Miranda, 18 ans, était au lycée lorsque le coup d’État a eu lieu et, comme d’autres élèves, elle a participé aux manifestations. Sa famille s’est ensuite réfugiée dans l’est du Myanmar, où elle a été témoin de fusillades et de bombardements, avant de passer en Thaïlande pour se mettre à l’abri.

« Lorsque j’ai obtenu la bourse [du DISP], cela a représenté pour moi une chance inouïe de recommencer ma vie », a déclaré Miranda, qui poursuivait des études de gestion touristique aux Philippines.

Elle n’avait terminé que le premier semestre du cursus lorsque le programme a été annulé, ce qui fait d’elle l’une des centaines de personnes dans la région ne bénéficiant pas d’une aide.

« Si nous devions retourner dans notre pays [...] nous serions à nouveau perdus. »

Oakley, un étudiant originaire du centre du Myanmar, est confronté à des difficultés similaires. Lorsqu’il a reçu la bourse du DISP, cela lui a donné l’espoir d’un avenir meilleur 

« J’ai vu beaucoup de bombes exploser, beaucoup de combats autour de mon village. C’est vraiment dévastateur, a-t-il déclaré à Amnistie International. J’ai pensé que c’était l’occasion de changer de vie.

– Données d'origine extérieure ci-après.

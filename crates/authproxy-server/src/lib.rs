//! The HTTP surface binding `authproxy-auth` and `authproxy-gateway` to the
//! inbound API: route wiring, request/response shaping, configuration, and
//! the server lifecycle.

pub mod config;
pub mod error;
pub mod http;
pub mod observability;
pub mod state;

use std::sync::Arc;

use authproxy_core::SystemClock;
use authproxy_storage::{InMemoryStore, Store};

pub use config::Config;
pub use observability::init_tracing;
pub use state::AppState;

/// The bound, ready-to-run server.
pub struct AuthProxyServer {
    addr: std::net::SocketAddr,
    app: axum::Router,
}

/// Builds an [`AuthProxyServer`] from a validated [`Config`].
pub struct ServerBuilder {
    config: Config,
}

impl ServerBuilder {
    /// Starts from `config`. Call [`ServerBuilder::build`] once it validates.
    #[must_use]
    pub fn new(config: Config) -> Self {
        Self { config }
    }

    /// Validates the configuration, wires up the in-memory store and every
    /// collaborator, and builds the axum router.
    ///
    /// # Errors
    /// Returns the first `Config`/`OAuthConfig` validation failure.
    pub fn build(self) -> anyhow::Result<AuthProxyServer> {
        self.config.validate()?;
        self.config.oauth.validate()?;

        let store: Arc<dyn Store> = Arc::new(InMemoryStore::new());
        let clock = Arc::new(SystemClock);
        let addr = self.config.bind_addr;
        let state = AppState::new(self.config, store, clock);
        let app = http::build_router(state);

        Ok(AuthProxyServer { addr, app })
    }
}

impl AuthProxyServer {
    /// Binds `addr` and serves until a shutdown signal (`Ctrl-C`) arrives.
    ///
    /// # Errors
    /// Returns the first bind or serve failure.
    pub async fn run(self) -> anyhow::Result<()> {
        let listener = tokio::net::TcpListener::bind(self.addr).await?;
        tracing::info!(addr = %self.addr, "listening");
        axum::serve(listener, self.app)
            .with_graceful_shutdown(shutdown_signal())
            .await?;
        Ok(())
    }
}

async fn shutdown_signal() {
    let _ = tokio::signal::ctrl_c().await;
    tracing::info!("shutdown signal received");
}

Je suis choqué et désespéré. »

Des étudiants comme Miranda et Oakley craignent de retourner au Myanmar, où ils pourraient être arrêtés pour avoir soutenu des manifestations contre le coup d’État ou faire partie des nombreuses victimes des frappes aériennes au Myanmar. 

« Nous voudrions retourner au Myanmar, mais nous ne le pouvons pas, a déclaré Oakley. La situation au Myanmar n’est plus sûre. »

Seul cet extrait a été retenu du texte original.